We’ve dug into the workings of digital bearer certificates (DBCs) a fair bit of late, investigating how they work and why they are such a good fit for the Safe Network, but what actually happens when you pay for a data upload or transfer some SNT to another person? DBC transactions are the topic of this week’s update.
General progress
Handover is now done and dusted and integrated into sn_network
, thanks to some solid work by the team, particularly @anselme who has been chipping away at this for the past few weeks. As a reminder, handover governs processes like splits and node dropouts, where we need to be sure data is being replicated to the right places with sufficient copies for redundancy.
@Chriso has completed the first version of licence verification automation.
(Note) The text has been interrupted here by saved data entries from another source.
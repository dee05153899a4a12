//! Text wrapping utilities for log formatting

/// Marker that continuation lines keep in front of their first chunk.
const DETAIL_PREFIX: &str = "  -> ";

/// Wraps text at word boundaries so no line exceeds `max_width`. A line that
/// starts with `"  -> "` keeps that prefix on its first wrapped line.
pub fn wrap_text(text: &str, max_width: usize) -> String {
    let mut wrapped_lines = Vec::new();

    for line in text.lines() {
        if line.len() <= max_width {
            wrapped_lines.push(line.to_string());
            continue;
        }

        let (prefix, content) = match line.strip_prefix(DETAIL_PREFIX) {
            Some(stripped) => (DETAIL_PREFIX, stripped),
            None => ("", line),
        };

        let mut current = prefix.to_string();
        let mut current_has_word = false;

        for word in content.split_whitespace() {
            let needed = if current_has_word { word.len() + 1 } else { word.len() };
            if current_has_word && current.len() + needed > max_width {
                wrapped_lines.push(std::mem::take(&mut current));
                current_has_word = false;
            }
            if current_has_word {
                current.push(' ');
            }
            current.push_str(word);
            current_has_word = true;
        }

        if current_has_word {
            wrapped_lines.push(current);
        }
    }

    wrapped_lines.join("\n")
}
/// Reads a frame metadata line. One line may carry several markers; they are
/// returned in the order they must be applied.
pub fn classify_frame_line(line: &str) -> Vec<Result<ReportLine, FieldError>> {
    let mut found = Vec::new();

    if line.contains("lavfi.scene_score=") {
        found.push(parse_value(&SCENE_SCORE_REGEX, line, "scene_score").map(ReportLine::SceneScore));
    }

    if line.contains("lavfi.blackframe.pblack=") {
        let raw = capture(&PBLACK_METADATA_REGEX, line);
        found.push(
            parse_value(&PBLACK_METADATA_REGEX, line, "pblack")
                .and_then(|v| parse_percentage(v, raw))
                .map(ReportLine::BlackPercentage),
        );
    }

    if line.contains(BLACKFRAME_TAG) && line.contains(" pblack:") {
        let raw = capture(&PBLACK_REGEX, line);
        found.push(
            raw.parse::<i32>()
                .map_err(|_| FieldError {
                    field: "pblack",
                    value: raw.to_string(),
                })
                .and_then(|v| parse_percentage(v as f64, raw))
                .map(ReportLine::BlackPercentage),
        );
    }

    if line.contains(SHOWINFO_TAG) && line.contains("pts_time:") {
        found.push(parse_time(&PTS_TIME_REGEX, line, "pts_time").map(ReportLine::FrameBoundary));
    }

    if line.contains(ASTATS_TAG) && line.contains("RMS level dB:") && line.contains("pts_time:") {
        found.push(parse_time(&PTS_TIME_REGEX, line, "pts_time").and_then(|pts_time| {
            parse_value(&RMS_LEVEL_REGEX, line, "rms_level")
                .map(|rms_db| ReportLine::Loudness { pts_time, rms_db })
        }));
    }

    found
}

/// Converts report text into intervals and frame samples.
///
/// All reported times are relative to the analysed window; `time_offset`
/// (the window start) is added to produce absolute media times.
#[derive(Debug, Clone, Copy, Default)]
pub struct ReportParser {
    time_offset: f64,
}

impl ReportParser {
    pub fn new(time_offset: f64) -> Self {
        Self { time_offset }
    }

    pub fn time_offset(&self) -> f64 {
        self.time_offset
    }

    /// Pairs silence start/end lines into intervals at least `min_duration` long.
    pub fn parse_silence(&self, report: &str, min_duration: f64) -> ParseOutcome<SilenceInterval> {
        let mut outcome = ParseOutcome::new();
        let mut pending_start: Option<f64> = None;

        for (index, line) in report.lines().enumerate() {
            match classify_silence_line(line) {
                Ok(Some(ReportLine::SilenceStart(t))) => {
                    pending_start = Some(self.time_offset + t);
                }
                Ok(Some(ReportLine::SilenceEnd(t))) => {
                    if let Some(start) = pending_start.take() {
                        let end = self.time_offset + t;
                        if end - start >= min_duration {
                            if let Some(interval) = Interval::try_new(start, end) {
                                outcome.records.push(SourcedInterval::silence(interval));
                            }
                        }
                    }
                }
                Ok(_) => {}
                Err(e) => outcome.skip(index + 1, e),
            }
        }

        if let Some(start) = pending_start {
            debug!("Discarding unterminated silence starting at {:.3}s", start);
        }

        outcome
    }

    /// Reads black regions at least `min_duration` long.
    pub fn parse_black(&self, report: &str, min_duration: f64) -> ParseOutcome<BlackInterval> {
        let mut outcome = ParseOutcome::new();

        for (index, line) in report.lines().enumerate() {
            match classify_black_line(line) {
                Ok(Some(ReportLine::BlackRegion { start, end })) => {
                    let start = self.time_offset + start;
                    let end = self.time_offset + end;
                    if end - start >= min_duration {
                        if let Some(interval) = Interval::try_new(start, end) {
                            outcome.records.push(SourcedInterval::black(interval));
                        }
                    }
                }
                Ok(_) => {}
                Err(e) => outcome.skip(index + 1, e),
            }
        }

        outcome
    }

    /// Accumulates per-frame metadata into samples, finalising one sample at
    /// each frame boundary marker. Loudness lines are matched back onto an
    /// already emitted sample. The returned samples are sorted by timestamp.
    pub fn parse_frames(&self, report: &str) -> ParseOutcome<FrameSample> {
        let mut outcome = ParseOutcome::new();
        let mut current = FrameSample::default();
        let mut by_time = TimestampIndex::default();

        for (index, line) in report.lines().enumerate() {
            for classified in classify_frame_line(line) {
                match classified {
                    Ok(ReportLine::SceneScore(score)) => {
                        current = current.with_scene_score(score);
                    }
                    Ok(ReportLine::BlackPercentage(pct)) => {
                        current.black_percentage = pct;
                    }
                    Ok(ReportLine::FrameBoundary(t)) => {
                        let mut sample = std::mem::take(&mut current);
                        sample.timestamp = self.time_offset + t;
                        by_time.insert(sample.timestamp, outcome.records.len());
                        outcome.records.push(sample);
                    }
                    Ok(ReportLine::Loudness { pts_time, rms_db }) => {
                        let absolute = self.time_offset + pts_time;
                        if let Some(position) = by_time.first_within(
                            &outcome.records,
                            absolute,
                            LOUDNESS_MATCH_TOLERANCE,
                        ) {
                            outcome.records[position].loudness_db = rms_db;
                        }
                    }
                    Ok(_) => {}
                    Err(e) => outcome.skip(index + 1, e),
                }
            }
        }

        outcome.records = FrameIndex::new(outcome.records).into_samples();
        outcome
    }
}

/// Emitted samples keyed by timestamp (microseconds) then emission order.
#[derive(Debug, Default)]
struct TimestampIndex {
    keys: BTreeSet<(i64, usize)>,
}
Having recently rationalised the licensing of our code, we want to make sure it stays that way, and ensure that our code is only used as we intend. The GPL3 licence is ‘copyleft’, which prevents ‘sublicensing’, i.e., people who derive anything new from the original code are not permitted to change the licence type on their fork; this ensures any Safe code will remain open source. For generic libraries, we’re being less restrictive.
Why BSD-3-Clause? As with MIT and Apache, it’s pretty liberal, but the additional third clause, which prevents endorsement of the original authors with any derived products, is useful to protect MaidSafe’s reputation. We used to have dual licences on many repositories, but there doesn’t seem to be much benefit in that, and it’s easier for an automated process to enforce the use of one.
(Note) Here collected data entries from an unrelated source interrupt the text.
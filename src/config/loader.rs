use super::types::*;
use crate::analysis::CloseOverlapPolicy;
use crate::utils::{Error, Result};
use serde::{Deserialize, Serialize};
use std::collections::HashMap;
use std::path::{Path, PathBuf};
use tracing::{debug, warn};

const DEFAULT_CONFIG_FILE: &str = "config.default.yaml";

#[derive(Debug, Clone, PartialEq, Serialize, Deserialize)]
pub struct Config {
    #[serde(default)]
    pub tools: ToolsConfig,
    #[serde(default)]
    pub logging: LoggingConfig,
    #[serde(default)]
    pub detection: DetectionConfig,
    pub profiles: HashMap<String, RawProfile>,
}

impl Config {
    pub fn load<P: AsRef<Path>>(config_path: P) -> Result<Self> {
        let config_str = std::fs::read_to_string(config_path)?;
        let config: Config = serde_yaml::from_str(&config_str)?;
        config.validate()?;
        Ok(config)
    }

    /// Loads the first configuration found: the explicit path, then
    /// `config.default.yaml` in the working directory or its `config/`
    /// subdirectory, then the user config directory. Falls back to the
    /// built-in profiles when none exists.
    ///
    /// An explicit path that cannot be loaded is an error; the implicit
    /// locations are only tried when present.
    pub fn load_with_fallback(explicit: Option<&Path>) -> Result<Self> {
        if let Some(path) = explicit {
            debug!("Loading configuration from {}", path.display());
            return Self::load(path);
        }

        for candidate in Self::search_paths() {
            if candidate.is_file() {
                debug!("Loading configuration from {}", candidate.display());
                return Self::load(&candidate);
            }
        }

        warn!("No configuration file found, using built-in profiles");
        Ok(Self::default())
    }

    fn search_paths() -> Vec<PathBuf> {
        let mut paths = vec![
            PathBuf::from(DEFAULT_CONFIG_FILE),
            Path::new("config").join(DEFAULT_CONFIG_FILE),
        ];
        if let Some(dir) = dirs::config_dir() {
            paths.push(dir.join("ad-break-detector").join("config.yaml"));
        }
        paths
    }

    pub fn to_yaml(&self) -> Result<String> {
        Ok(serde_yaml::to_string(self)?)
    }

    pub fn validate(&self) -> Result<()> {
        if self.profiles.is_empty() {
            return Err(Error::validation("At least one profile must be defined"));
        }

        if !self.profiles.contains_key(&self.detection.default_profile) {
            return Err(Error::validation(format!(
                "Default profile '{}' is not defined",
                self.detection.default_profile
            )));
        }

        if !(self.detection.edge_margin.is_finite() && self.detection.edge_margin >= 0.0) {
            return Err(Error::validation(format!(
                "edge_margin must not be negative: {}",
                self.detection.edge_margin
            )));
        }

        for (name, profile) in &self.profiles {
            validate_profile(name, profile)?;
        }

        Ok(())
    }
}

fn validate_profile(name: &str, profile: &RawProfile) -> Result<()> {
    let durations = [
        ("silence_detect_duration", profile.silence_detect_duration),
        ("black_detect_duration", profile.black_detect_duration),
        ("min_silence_duration", profile.min_silence_duration),
        ("min_black_duration", profile.min_black_duration),
        ("min_overlap", profile.min_overlap),
        ("close_overlap_tolerance", profile.close_overlap_tolerance),
        ("chapter_min_silence", profile.chapter_min_silence),
        ("synth_min_duration", profile.synth_min_duration),
        ("merge_gap", profile.merge_gap),
        ("min_period_duration", profile.min_period_duration),
    ];
    for (field, value) in durations {
        if !(value.is_finite() && value >= 0.0) {
            return Err(Error::validation(format!(
                "Invalid {} for profile '{}': {} (must not be negative)",
                field, name, value
            )));
        }
    }

    let percentages = [
        ("confirm_black_percentage", profile.confirm_black_percentage),
        (
            "chapter_confirm_black_percentage",
            profile.chapter_confirm_black_percentage,
        ),
        ("synth_black_percentage", profile.synth_black_percentage),
    ];
    for (field, value) in percentages {
        if !(0..=100).contains(&value) {
            return Err(Error::validation(format!(
                "Invalid {} for profile '{}': {} (must be between 0 and 100)",
                field, name, value
            )));
        }
    }

    let ratios = [
        ("black_picture_threshold", profile.black_picture_threshold),
        ("black_pixel_threshold", profile.black_pixel_threshold),
    ];
    for (field, value) in ratios {
        if !(0.0..=1.0).contains(&value) {
            return Err(Error::validation(format!(
                "Invalid {} for profile '{}': {} (must be between 0 and 1)",
                field, name, value
            )));
        }
    }

    if !(profile.frame_rate.is_finite() && profile.frame_rate > 0.0) {
        return Err(Error::validation(format!(
            "Invalid frame_rate for profile '{}': {}",
            name, profile.frame_rate
        )));
    }

    if let Some(threshold) = profile.scene_threshold {
        if !(0.0..=1.0).contains(&threshold) {
            return Err(Error::validation(format!(
                "Invalid scene_threshold for profile '{}': {}",
                name, threshold
            )));
        }
    }

    Ok(())
}

fn sensitive_profile() -> RawProfile {
    RawProfile {
        title: "Fade detection with frame confirmation".to_string(),
        silence_noise_db: -30.0,
        silence_detect_duration: 0.05,
        black_detect_duration: 0.03,
        black_picture_threshold: 0.9,
        black_pixel_threshold: 0.1,
        min_silence_duration: 0.005,
        min_black_duration: 0.005,
        min_overlap: 0.01,
        close_overlap_tolerance: 0.1,
        close_overlap_policy: CloseOverlapPolicy::Union,
        confirm_black_percentage: 95,
        chapter_confirm_black_percentage: 90,
        chapter_min_silence: 0.01,
        use_frame_analysis: true,
        synth_black_percentage: 95,
        synth_min_duration: 0.01,
        frame_rate: 29.97,
        merge_gap: 0.0,
        min_period_duration: 0.0,
        scene_threshold: None,
        chapter_marks: Vec::new(),
    }
}

impl Default for Config {
    fn default() -> Self {
        let mut profiles = HashMap::new();

        profiles.insert(
            "strict".to_string(),
            RawProfile {
                title: "Long silence over long black".to_string(),
                silence_detect_duration: 1.0,
                black_detect_duration: 0.5,
                black_picture_threshold: 0.98,
                min_silence_duration: 1.0,
                min_black_duration: 0.5,
                min_overlap: 1.0,
                use_frame_analysis: false,
                ..sensitive_profile()
            },
        );
        profiles.insert(
            "classic".to_string(),
            RawProfile {
                title: "Silence and black overlap without frame analysis".to_string(),
                silence_noise_db: -35.0,
                silence_detect_duration: 0.03,
                black_detect_duration: 0.1,
                black_picture_threshold: 0.95,
                min_silence_duration: 0.01,
                min_black_duration: 0.01,
                min_overlap: 0.03,
                use_frame_analysis: false,
                ..sensitive_profile()
            },
        );
        profiles.insert("sensitive".to_string(), sensitive_profile());
        profiles.insert(
            "bridged".to_string(),
            RawProfile {
                title: "Sensitive detection joining breaks up to 1s apart".to_string(),
                merge_gap: 1.0,
                ..sensitive_profile()
            },
        );

        Self {
            tools: ToolsConfig::default(),
            logging: LoggingConfig::default(),
            detection: DetectionConfig::default(),
            profiles,
        }
    }
}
On the system monitoring and visualisation front, @yogesh has been tinkering with the ELK stack and it should be ready for the community to try out very soon. Watch this space
And @JimCollinson has been putting into writing the strategic aims of MaidSafe and the Safe Network, looking at the key measures we need to take to achieve our goals as well as identifying any potential hurdles, giving us time to plot a course around them.
Also a hearty thanks to @stout77 for providing this weeks cover image!
DBCs in action
What happens when you spend a DBC on the Safe Network? What are the elements of a DBC transaction? Before we dig a little deeper, a very brief recap…
A DBC is a digital file that encodes a number of factors including its parent, the amount, and an authority such as a signature or key to show it’s valid. To spend a DBC you first need to have it reissued by the elders.
A transaction is also a digital file. In this case it encodes the input DBC(s) and the output DBC(s).
A simplified version of a transaction on the Safe Network goes as follows:
A client (a person or an application) creates the desired transaction, for example “take this 100 SNT DBC from my wallet and create two new DBCs, 90 as payment to the shop and 10 as change to me”. The client signs the transaction and sends it to the appropriate section according to its XOR address.
The section elders validate the transaction, ensuring all inputs are valid DBC’s that have never been spent, and then write it to the spentbook.
Each elder checks the transaction is in the spentbook and that the sum of input and output DBCs is zero (so money is not created or lost, just transferred to new DBCs), and returns the transaction to the client with its signature share.
Once the client has collected a supermajority of signature shares (5 out of 7 elders) it resubmits the transaction with the completed signature to the elders, after which it will be reissued. Double spend is prevented by the fact the transaction with its outputs is already recorded in the spentbook. Each output DBC can only be reissued (spent), so it doesn’t matter how many times it is resubmitted.
Checking and obfuscation
The above is all well and good. It prevents double-spend and removes the need for sections to sync spentbooks between themselves. However, it can be improved.
First, we use the Rust bulletproofs library to check that the range of the DBC amount is positive - negative amounts would allow money to be created from nothing - an obvious no-no.
The second important measure is obfuscation. We use ring confidential transactions (RingCT) to hide the owner and the recipient keys. Although the owner key is hidden, the elders can still tell whether the transaction recorded in the spentbook is valid. Similarly, bulletproofs hide the amount, but they can still check that the input amounts balance the output amounts.
The obfuscation steps occur before the transaction is written into the spentbook, effectively breaking the link between the parent DBC and its outputs. If we didn’t do this it would be easy to trace all transactions, since all DBCs link back to the genesis DBC, and there would be no privacy.
The genesis DBC
We end at the beginning, in that the precise details of how we distribute DBCs to farmers and Maid holders are still being worked through. Current thinking is that all SNT will be encoded in a single genesis DBC - one with no inputs.
So, all SNT that will ever be created will be in this one form, like the universe before the big bang. Once the network launches for real, the genesis DBC will be reissued and subdivided and spread across the firmament. The best mechanism for this distribution is what we’re looking into now.